Nearly three quarters of brokers said the ramping up of regulation was overwhelming 

Three in five brokers (60%) have admitted they don’t understand how the FCA’s Consumer Duty regulations will affect their business, according to new research published today (10 January 2023) by specialist insurer Ecclesiastical.

Only 53% of brokers, moreover, are aware of the regulator’s new rules – suggesting that 47% of firms are behind schedule to meet the requirements.

Adrian Saunders, commercial director at Ecclesiastical Insurance, said “this is one of the biggest regulatory changes in recent years” and “will require a significant shift in both culture and behaviour” among firms.

He continued: “All firms should have an implementation plan in place by now, which should include training to ensure all senior management are aware of the significance of the new Consumer Duty and their role and obligations in terms of ensuring compliance with the new standards.

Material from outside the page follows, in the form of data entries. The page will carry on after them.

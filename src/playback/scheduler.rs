//! Gapless audio scheduling.
//!
//! Each decoded chunk starts exactly where the previous one ends, or now
//! if the device clock has already passed that point:
//!
//! ```text
//! start  = max(cursor, device.now)
//! cursor = start + duration
//! ```
//!
//! Bursty delivery therefore queues chunks back to back instead of
//! overlapping or dropping them.

// ============================================================================
// Imports
// ============================================================================

use std::sync::Arc;

use tracing::{debug, warn};

use crate::error::Result;
use crate::protocol::EncodedAudio;

use super::decode::decode_pcm16;
use super::device::{AudioFormat, PlaybackDevice, PlaybackDeviceFactory, SampleBuffer};

// ============================================================================
// PlaybackCursor
// ============================================================================

/// Device-clock time at which the next chunk must begin.
///
/// Never moves backwards while a connection is open; only [`reset`]
/// returns it to zero.
///
/// [`reset`]: PlaybackCursor::reset
#[derive(Debug, Clone, Copy, Default, PartialEq)]
pub struct PlaybackCursor {
    last_scheduled_time: f64,
}

impl PlaybackCursor {
    /// Returns the time the next chunk will start at the earliest.
    #[inline]
    #[must_use]
    pub const fn last_scheduled_time(&self) -> f64 {
        self.last_scheduled_time
    }

    /// Computes the start time for a chunk of `duration` and advances.
    pub fn advance(&mut self, now: f64, duration: f64) -> f64 {
        let start = self.last_scheduled_time.max(now);
        self.last_scheduled_time = start + duration;
        start
    }

    /// Returns the cursor to zero.
    #[inline]
    pub fn reset(&mut self) {
        self.last_scheduled_time = 0.0;
    }
}

// ============================================================================
// PlaybackScheduler
// ============================================================================

/// Connection-scoped scheduler owning at most one playback device.
///
/// The device is opened lazily on the first chunk so text-only sessions
/// never hold audio hardware.
pub struct PlaybackScheduler {
    factory: Arc<dyn PlaybackDeviceFactory>,
    format: AudioFormat,
    device: Option<Box<dyn PlaybackDevice>>,
    cursor: PlaybackCursor,
}

impl PlaybackScheduler {
    /// Creates a scheduler with no device and a zero cursor.
    #[must_use]
    pub fn new(factory: Arc<dyn PlaybackDeviceFactory>, format: AudioFormat) -> Self {
        Self {
            factory,
            format,
            device: None,
            cursor: PlaybackCursor::default(),
        }
    }

    /// Returns the playback cursor.
    #[inline]
    #[must_use]
    pub fn cursor(&self) -> PlaybackCursor {
        self.cursor
    }

    /// Returns `true` while a device is open.
    #[inline]
    #[must_use]
    pub fn has_device(&self) -> bool {
        self.device.is_some()
    }

    /// Decodes and schedules one inbound audio part.
    ///
    /// Returns the scheduled start time. On failure nothing is scheduled
    /// and the cursor does not move.
    ///
    /// # Errors
    ///
    /// - [`Error::Base64`](crate::Error::Base64) / [`Error::Decode`](crate::Error::Decode) for malformed data
    /// - Device creation or scheduling errors
    pub fn schedule_encoded(&mut self, audio: &EncodedAudio) -> Result<f64> {
        let format = AudioFormat {
            sample_rate: audio.sample_rate().unwrap_or(self.format.sample_rate),
            channels: self.format.channels,
        };
        let buffer = decode_pcm16(&audio.data, format)?;
        self.schedule(&buffer)
    }

    /// Schedules an already decoded buffer.
    ///
    /// # Errors
    ///
    /// Device creation or scheduling errors. The cursor only advances
    /// once the device accepted the buffer.
    pub fn schedule(&mut self, buffer: &SampleBuffer) -> Result<f64> {
        let mut device = match self.device.take() {
            Some(device) => device,
            None => {
                debug!(sample_rate = self.format.sample_rate, "Opening playback device");
                self.factory.create(self.format)?
            }
        };

        let mut cursor = self.cursor;
        let start = cursor.advance(device.current_time(), buffer.duration_secs());
        let scheduled = device.schedule(buffer, start);
        self.device = Some(device);

        scheduled?;
        self.cursor = cursor;
        Ok(start)
    }

    /// Schedules a chunk, logging and dropping it on failure.
    pub fn play(&mut self, audio: &EncodedAudio) {
        if let Err(e) = self.schedule_encoded(audio) {
            warn!(error = %e, mime_type = %audio.mime_type, "Dropping audio chunk");
        }
    }

    /// Closes the device (stopping in-flight buffers) and resets the cursor.
    ///
    /// Safe to call repeatedly.
    pub fn release(&mut self) {
        if let Some(mut device) = self.device.take() {
            device.close();
            debug!("Playback device released");
        }
        self.cursor.reset();
    }
}

impl Drop for PlaybackScheduler {
    fn drop(&mut self) {
        self.release();
    }
}

// ============================================================================
// Tests
// ============================================================================

#[cfg(test)]
mod tests {
    use super::*;

    use base64::Engine;
    use base64::engine::general_purpose::STANDARD;

    use crate::test_utils::MockPlaybackFactory;

    fn chunk(frames: usize) -> EncodedAudio {
        EncodedAudio {
            mime_type: "audio/pcm".into(),
            data: STANDARD.encode(vec![0u8; frames * 2]),
        }
    }

    #[test]
    fn test_cursor_advance() {
        let mut cursor = PlaybackCursor::default();
        assert_eq!(cursor.advance(0.0, 1.0), 0.0);
        assert_eq!(cursor.advance(0.5, 1.0), 1.0);
        // Device clock ran past the cursor
        assert_eq!(cursor.advance(5.0, 1.0), 5.0);
        assert_eq!(cursor.last_scheduled_time(), 6.0);
    }

    #[test]
    fn test_consecutive_chunks_play_back_to_back() {
        let factory = MockPlaybackFactory::new();
        let mut scheduler = PlaybackScheduler::new(factory.clone(), AudioFormat::default());

        // 0.25s each at 24 kHz
        for _ in 0..4 {
            scheduler.schedule_encoded(&chunk(6_000)).unwrap();
        }

        assert_eq!(factory.scheduled_starts(), vec![0.0, 0.25, 0.5, 0.75]);
        assert_eq!(scheduler.cursor().last_scheduled_time(), 1.0);
    }

    #[test]
    fn test_start_clamped_to_device_clock() {
        let factory = MockPlaybackFactory::new();
        let mut scheduler = PlaybackScheduler::new(factory.clone(), AudioFormat::default());

        scheduler.schedule_encoded(&chunk(24_000)).unwrap();
        factory.set_clock(3.0);
        let start = scheduler.schedule_encoded(&chunk(24_000)).unwrap();

        assert_eq!(start, 3.0);
        assert_eq!(scheduler.cursor().last_scheduled_time(), 4.0);
    }

    #[test]
    fn test_device_created_lazily() {
        let factory = MockPlaybackFactory::new();
        let mut scheduler = PlaybackScheduler::new(factory.clone(), AudioFormat::default());

        assert!(!scheduler.has_device());
        assert_eq!(factory.created(), 0);

        scheduler.schedule_encoded(&chunk(10)).unwrap();
        scheduler.schedule_encoded(&chunk(10)).unwrap();

        assert!(scheduler.has_device());
        assert_eq!(factory.created(), 1);
    }

    #[test]
    fn test_decode_failure_does_not_advance_cursor() {
        let factory = MockPlaybackFactory::new();
        let mut scheduler = PlaybackScheduler::new(factory.clone(), AudioFormat::default());

        scheduler.schedule_encoded(&chunk(24_000)).unwrap();
        scheduler.play(&EncodedAudio {
            mime_type: "audio/pcm".into(),
            data: "%%%not base64".into(),
        });

        assert_eq!(scheduler.cursor().last_scheduled_time(), 1.0);
        assert_eq!(factory.scheduled_starts(), vec![0.0]);
    }

    #[test]
    fn test_release_closes_device_and_resets_cursor() {
        let factory = MockPlaybackFactory::new();
        let mut scheduler = PlaybackScheduler::new(factory.clone(), AudioFormat::default());

        scheduler.schedule_encoded(&chunk(24_000)).unwrap();
        scheduler.release();
        scheduler.release();

        assert!(!scheduler.has_device());
        assert_eq!(factory.closed(), 1);
        assert_eq!(scheduler.cursor().last_scheduled_time(), 0.0);

        // A later chunk opens a fresh device
        scheduler.schedule_encoded(&chunk(10)).unwrap();
        assert_eq!(factory.created(), 2);
    }

    #[test]
    fn test_rate_parameter_changes_duration() {
        let factory = MockPlaybackFactory::new();
        let mut scheduler = PlaybackScheduler::new(factory.clone(), AudioFormat::default());

        let audio = EncodedAudio {
            mime_type: "audio/pcm;rate=16000".into(),
            data: STANDARD.encode(vec![0u8; 16_000 * 2]),
        };
        scheduler.schedule_encoded(&audio).unwrap();

        assert_eq!(scheduler.cursor().last_scheduled_time(), 1.0);
    }
}
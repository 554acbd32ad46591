//! Audio playback scheduling.
//!
//! Inbound audio chunks are decoded and queued on a playback device so
//! they play back to back with no gap and no overlap.
//!
//! # Modules
//!
//! | Module | Description |
//! |--------|-------------|
//! | `decode` | PCM16 decoding |
//! | `device` | Playback device primitive and formats |
//! | `scheduler` | Cursor-based gapless scheduler |
//! | `speaker` | Host speaker output (`speaker` feature) |

// ============================================================================
// Submodules
// ============================================================================

/// PCM decoding.
pub mod decode;

/// Playback device primitive.
pub mod device;

/// Gapless scheduler.
pub mod scheduler;

/// Host speaker output.
#[cfg(feature = "speaker")]
pub mod speaker;

// ============================================================================
// Re-exports
// ============================================================================

pub use decode::decode_pcm16;
pub use device::{
    AudioFormat, ClockDevice, ClockDeviceFactory, PlaybackDevice, PlaybackDeviceFactory,
    SampleBuffer,
};
pub use scheduler::{PlaybackCursor, PlaybackScheduler};
#[cfg(feature = "speaker")]
pub use speaker::{SpeakerDevice, SpeakerFactory};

“Brokers should also be engaging with their insurer partners and other firms in the distribution chain. As we approach next summer, we’ll hopefully see more brokers supportive of the new regime.”

These results came from a recent survey of 250 brokers, commissioned by Ecclesiastical Insurance and conducted by FWD between September and October 2022.

Further findings

Alongside uncertainty, the insurer’s survey found that 26% of brokers consider demonstrating they are supporting their customers as the biggest challenging in meeting the FCA’s requirements.

A further 22% of respondents said identifying future customer harms would be their biggest challenge.

Three quarters of brokers (75%) agreed that regulation was vital in achieving better customer outcomes and 73% stated there was too much. Around 67% said complying with regulation put pressure on their business.

Regulation requirements

The Consumer Duty introduces a new principle for financial firms to deliver good outcomes for customers, underpinned by three rules – firms must act in good faith, avoid causing unforeseeable harm and support customers to pursue their financial objectives.

To prove that the new standards would be met, firms were required to agree on implementation plans at board level on 31 October 2022.

By 31 July 2023, insurers and intermediaries will need to implement the Consumer Duty for new or existing products open to sale or renewal. The deadline for closed products or services will follow one year later (31 July 2024).

Ecclesiastical has teamed up with consultancy RWA to provide advice and support to brokers amidst the Consumer Duty clamp down.

RWA’s head of compliance Steve Walton said: “RWA continues to work closely with brokers and have completed a significant number of Consumer Duty gap analyses.

”A common trend amongst brokers is that there appears to be a lack of suitable evidence and good standard of management information to support the demonstration and delivery of good outcomes for customers.”